**Problem to solve**
The whole of the data, every line, should come back exactly the same.

+++ Exercise material +++

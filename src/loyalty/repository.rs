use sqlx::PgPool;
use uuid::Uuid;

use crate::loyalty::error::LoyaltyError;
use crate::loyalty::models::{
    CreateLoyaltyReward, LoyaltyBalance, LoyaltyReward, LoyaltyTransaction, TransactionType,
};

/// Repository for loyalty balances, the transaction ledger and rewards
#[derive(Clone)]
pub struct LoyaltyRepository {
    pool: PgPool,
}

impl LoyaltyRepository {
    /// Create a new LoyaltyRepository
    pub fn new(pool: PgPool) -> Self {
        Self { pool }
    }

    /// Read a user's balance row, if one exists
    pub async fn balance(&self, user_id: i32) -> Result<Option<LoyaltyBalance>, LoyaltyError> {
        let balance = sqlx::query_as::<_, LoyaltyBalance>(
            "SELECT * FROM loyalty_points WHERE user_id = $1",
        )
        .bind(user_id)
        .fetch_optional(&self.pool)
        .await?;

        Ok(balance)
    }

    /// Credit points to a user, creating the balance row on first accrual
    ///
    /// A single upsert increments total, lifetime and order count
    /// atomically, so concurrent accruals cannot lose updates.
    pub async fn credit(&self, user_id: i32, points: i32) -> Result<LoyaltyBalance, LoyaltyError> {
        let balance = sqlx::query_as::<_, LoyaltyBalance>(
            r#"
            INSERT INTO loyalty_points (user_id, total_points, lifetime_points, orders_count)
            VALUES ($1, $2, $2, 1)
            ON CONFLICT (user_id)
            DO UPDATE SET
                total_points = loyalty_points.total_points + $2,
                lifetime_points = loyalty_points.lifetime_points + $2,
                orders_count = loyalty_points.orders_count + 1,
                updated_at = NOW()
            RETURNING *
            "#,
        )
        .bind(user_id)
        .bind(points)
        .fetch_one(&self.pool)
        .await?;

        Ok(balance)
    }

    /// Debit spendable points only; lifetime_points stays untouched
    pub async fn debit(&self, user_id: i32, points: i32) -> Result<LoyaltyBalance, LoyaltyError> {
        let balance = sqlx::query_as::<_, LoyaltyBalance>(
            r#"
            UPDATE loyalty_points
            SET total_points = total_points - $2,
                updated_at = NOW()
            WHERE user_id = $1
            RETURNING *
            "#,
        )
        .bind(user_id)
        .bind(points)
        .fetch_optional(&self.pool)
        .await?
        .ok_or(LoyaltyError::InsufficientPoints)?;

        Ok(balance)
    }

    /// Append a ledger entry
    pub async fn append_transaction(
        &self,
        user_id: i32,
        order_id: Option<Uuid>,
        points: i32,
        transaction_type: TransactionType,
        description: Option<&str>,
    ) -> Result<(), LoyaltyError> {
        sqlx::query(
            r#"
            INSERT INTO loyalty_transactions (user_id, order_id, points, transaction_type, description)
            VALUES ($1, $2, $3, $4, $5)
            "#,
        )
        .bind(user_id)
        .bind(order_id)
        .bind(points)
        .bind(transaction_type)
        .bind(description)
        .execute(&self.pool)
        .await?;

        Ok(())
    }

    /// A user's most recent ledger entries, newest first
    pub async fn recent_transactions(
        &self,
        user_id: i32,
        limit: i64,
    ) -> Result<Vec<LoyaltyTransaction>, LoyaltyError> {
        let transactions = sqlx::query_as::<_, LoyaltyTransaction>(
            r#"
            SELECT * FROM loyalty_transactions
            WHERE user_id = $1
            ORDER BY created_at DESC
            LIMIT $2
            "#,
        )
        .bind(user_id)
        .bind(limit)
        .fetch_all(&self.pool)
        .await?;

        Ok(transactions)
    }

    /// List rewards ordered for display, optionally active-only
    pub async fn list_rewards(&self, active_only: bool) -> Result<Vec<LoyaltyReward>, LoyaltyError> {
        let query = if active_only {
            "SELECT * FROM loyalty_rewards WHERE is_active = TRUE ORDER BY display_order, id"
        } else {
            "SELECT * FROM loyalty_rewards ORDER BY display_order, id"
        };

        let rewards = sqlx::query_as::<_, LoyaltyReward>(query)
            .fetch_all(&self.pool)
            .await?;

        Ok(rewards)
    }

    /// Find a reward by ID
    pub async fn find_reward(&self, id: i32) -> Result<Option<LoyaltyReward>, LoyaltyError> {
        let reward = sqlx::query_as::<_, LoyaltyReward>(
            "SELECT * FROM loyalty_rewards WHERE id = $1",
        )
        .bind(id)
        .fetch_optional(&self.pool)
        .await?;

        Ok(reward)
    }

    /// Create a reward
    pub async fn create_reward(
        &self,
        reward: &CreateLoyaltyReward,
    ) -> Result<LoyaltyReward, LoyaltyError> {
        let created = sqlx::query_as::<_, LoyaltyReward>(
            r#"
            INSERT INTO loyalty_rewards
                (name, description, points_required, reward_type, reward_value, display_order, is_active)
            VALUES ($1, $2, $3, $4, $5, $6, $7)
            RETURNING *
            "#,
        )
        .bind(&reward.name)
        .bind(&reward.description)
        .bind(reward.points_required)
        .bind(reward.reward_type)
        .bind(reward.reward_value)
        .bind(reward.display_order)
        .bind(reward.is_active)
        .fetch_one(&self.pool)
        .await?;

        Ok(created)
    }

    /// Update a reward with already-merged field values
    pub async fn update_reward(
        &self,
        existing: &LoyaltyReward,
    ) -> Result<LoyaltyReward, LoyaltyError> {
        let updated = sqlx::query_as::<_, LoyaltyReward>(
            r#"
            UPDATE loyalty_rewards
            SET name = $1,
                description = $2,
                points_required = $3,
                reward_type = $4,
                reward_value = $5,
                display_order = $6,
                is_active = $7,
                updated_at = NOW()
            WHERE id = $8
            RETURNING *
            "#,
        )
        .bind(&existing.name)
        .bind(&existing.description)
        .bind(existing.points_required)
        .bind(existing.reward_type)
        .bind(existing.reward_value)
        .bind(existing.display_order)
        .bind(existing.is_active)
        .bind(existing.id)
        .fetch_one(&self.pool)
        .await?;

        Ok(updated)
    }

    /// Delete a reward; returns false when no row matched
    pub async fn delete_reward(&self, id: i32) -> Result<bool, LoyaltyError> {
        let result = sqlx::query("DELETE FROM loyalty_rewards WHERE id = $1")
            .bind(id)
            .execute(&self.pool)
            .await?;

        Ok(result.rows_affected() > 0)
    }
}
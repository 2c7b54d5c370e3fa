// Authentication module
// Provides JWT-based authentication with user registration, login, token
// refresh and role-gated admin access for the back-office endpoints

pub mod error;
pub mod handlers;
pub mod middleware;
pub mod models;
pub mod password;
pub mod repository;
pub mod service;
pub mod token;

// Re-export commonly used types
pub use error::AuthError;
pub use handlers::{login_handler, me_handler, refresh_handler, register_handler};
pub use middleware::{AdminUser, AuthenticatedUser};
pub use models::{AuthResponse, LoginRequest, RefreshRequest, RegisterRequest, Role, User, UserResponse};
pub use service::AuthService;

+++

**Solution to this exercise**
filename src/loyalty/repository.rs
use sqlx::PgPool;
use uuid::Uuid;

use crate::loyalty::error::LoyaltyError;
use crate::loyalty::models::{
    CreateLoyaltyReward, LoyaltyBalance, LoyaltyReward, LoyaltyTransaction, TransactionType,
};

/// Repository for loyalty balances, the transaction ledger and rewards
#[derive(Clone)]
pub struct LoyaltyRepository {
    pool: PgPool,
}

impl LoyaltyRepository {
    /// Create a new LoyaltyRepository
    pub fn new(pool: PgPool) -> Self {
        Self { pool }
    }

    /// Read a user's balance row, if one exists
    pub async fn balance(&self, user_id: i32) -> Result<Option<LoyaltyBalance>, LoyaltyError> {
        let balance = sqlx::query_as::<_, LoyaltyBalance>(
            "SELECT * FROM loyalty_points WHERE user_id = $1",
        )
        .bind(user_id)
        .fetch_optional(&self.pool)
        .await?;

        Ok(balance)
    }

    /// Credit points to a user, creating the balance row on first accrual
    ///
    /// A single upsert increments total, lifetime and order count
    /// atomically, so concurrent accruals cannot lose updates.
    pub async fn credit(&self, user_id: i32, points: i32) -> Result<LoyaltyBalance, LoyaltyError> {
        let balance = sqlx::query_as::<_, LoyaltyBalance>(
            r#"
            INSERT INTO loyalty_points (user_id, total_points, lifetime_points, orders_count)
            VALUES ($1, $2, $2, 1)
            ON CONFLICT (user_id)
            DO UPDATE SET
                total_points = loyalty_points.total_points + $2,
                lifetime_points = loyalty_points.lifetime_points + $2,
                orders_count = loyalty_points.orders_count + 1,
                updated_at = NOW()
            RETURNING *
            "#,
        )
        .bind(user_id)
        .bind(points)
        .fetch_one(&self.pool)
        .await?;

        Ok(balance)
    }

    /// Debit spendable points only; lifetime_points stays untouched
    pub async fn debit(&self, user_id: i32, points: i32) -> Result<LoyaltyBalance, LoyaltyError> {
        let balance = sqlx::query_as::<_, LoyaltyBalance>(
            r#"
            UPDATE loyalty_points
            SET total_points = total_points - $2,
                updated_at = NOW()
            WHERE user_id = $1
            RETURNING *
            "#,
        )
        .bind(user_id)
        .bind(points)
        .fetch_optional(&self.pool)
        .await?
        .ok_or(LoyaltyError::InsufficientPoints)?;

        Ok(balance)
    }

    /// Append a ledger entry
    pub async fn append_transaction(
        &self,
        user_id: i32,
        order_id: Option<Uuid>,
        points: i32,
        transaction_type: TransactionType,
        description: Option<&str>,
    ) -> Result<(), LoyaltyError> {
        sqlx::query(
            r#"
            INSERT INTO loyalty_transactions (user_id, order_id, points, transaction_type, description)
            VALUES ($1, $2, $3, $4, $5)
            "#,
        )
        .bind(user_id)
        .bind(order_id)
        .bind(points)
        .bind(transaction_type)
        .bind(description)
        .execute(&self.pool)
        .await?;

        Ok(())
    }

    /// A user's most recent ledger entries, newest first
    pub async fn recent_transactions(
        &self,
        user_id: i32,
        limit: i64,
    ) -> Result<Vec<LoyaltyTransaction>, LoyaltyError> {
        let transactions = sqlx::query_as::<_, LoyaltyTransaction>(
            r#"
            SELECT * FROM loyalty_transactions
            WHERE user_id = $1
            ORDER BY created_at DESC
            LIMIT $2
            "#,
        )
        .bind(user_id)
        .bind(limit)
        .fetch_all(&self.pool)
        .await?;

        Ok(transactions)
    }

    /// List rewards ordered for display, optionally active-only
    pub async fn list_rewards(&self, active_only: bool) -> Result<Vec<LoyaltyReward>, LoyaltyError> {
        let query = if active_only {
            "SELECT * FROM loyalty_rewards WHERE is_active = TRUE ORDER BY display_order, id"
        } else {
            "SELECT * FROM loyalty_rewards ORDER BY display_order, id"
        };

        let rewards = sqlx::query_as::<_, LoyaltyReward>(query)
            .fetch_all(&self.pool)
            .await?;

        Ok(rewards)
    }

    /// Find a reward by ID
    pub async fn find_reward(&self, id: i32) -> Result<Option<LoyaltyReward>, LoyaltyError> {
        let reward = sqlx::query_as::<_, LoyaltyReward>(
            "SELECT * FROM loyalty_rewards WHERE id = $1",
        )
        .bind(id)
        .fetch_optional(&self.pool)
        .await?;

        Ok(reward)
    }

    /// Create a reward
    pub async fn create_reward(
        &self,
        reward: &CreateLoyaltyReward,
    ) -> Result<LoyaltyReward, LoyaltyError> {
        let created = sqlx::query_as::<_, LoyaltyReward>(
            r#"
            INSERT INTO loyalty_rewards
                (name, description, points_required, reward_type, reward_value, display_order, is_active)
            VALUES ($1, $2, $3, $4, $5, $6, $7)
            RETURNING *
            "#,
        )
        .bind(&reward.name)
        .bind(&reward.description)
        .bind(reward.points_required)
        .bind(reward.reward_type)
        .bind(reward.reward_value)
        .bind(reward.display_order)
        .bind(reward.is_active)
        .fetch_one(&self.pool)
        .await?;

        Ok(created)
    }

    /// Update a reward with already-merged field values
    pub async fn update_reward(
        &self,
        existing: &LoyaltyReward,
    ) -> Result<LoyaltyReward, LoyaltyError> {
        let updated = sqlx::query_as::<_, LoyaltyReward>(
            r#"
            UPDATE loyalty_rewards
            SET name = $1,
                description = $2,
                points_required = $3,
                reward_type = $4,
                reward_value = $5,
                display_order = $6,
                is_active = $7,
                updated_at = NOW()
            WHERE id = $8
            RETURNING *
            "#,
        )
        .bind(&existing.name)
        .bind(&existing.description)
        .bind(existing.points_required)
        .bind(existing.reward_type)
        .bind(existing.reward_value)
        .bind(existing.display_order)
        .bind(existing.is_active)
        .bind(existing.id)
        .fetch_one(&self.pool)
        .await?;

        Ok(updated)
    }

    /// Delete a reward; returns false when no row matched
    pub async fn delete_reward(&self, id: i32) -> Result<bool, LoyaltyError> {
        let result = sqlx::query("DELETE FROM loyalty_rewards WHERE id = $1")
            .bind(id)
            .execute(&self.pool)
            .await?;

        Ok(result.rows_affected() > 0)
    }
}
repository 2c7b54d5c370e3fa
// Authentication module
// Provides JWT-based authentication with user registration, login, token
// refresh and role-gated admin access for the back-office endpoints

pub mod error;
pub mod handlers;
pub mod middleware;
pub mod models;
pub mod password;
pub mod repository;
pub mod service;
pub mod token;

// Re-export commonly used types
pub use error::AuthError;
pub use handlers::{login_handler, me_handler, refresh_handler, register_handler};
pub use middleware::{AdminUser, AuthenticatedUser};
pub use models::{AuthResponse, LoginRequest, RefreshRequest, RegisterRequest, Role, User, UserResponse};
pub use service::AuthService;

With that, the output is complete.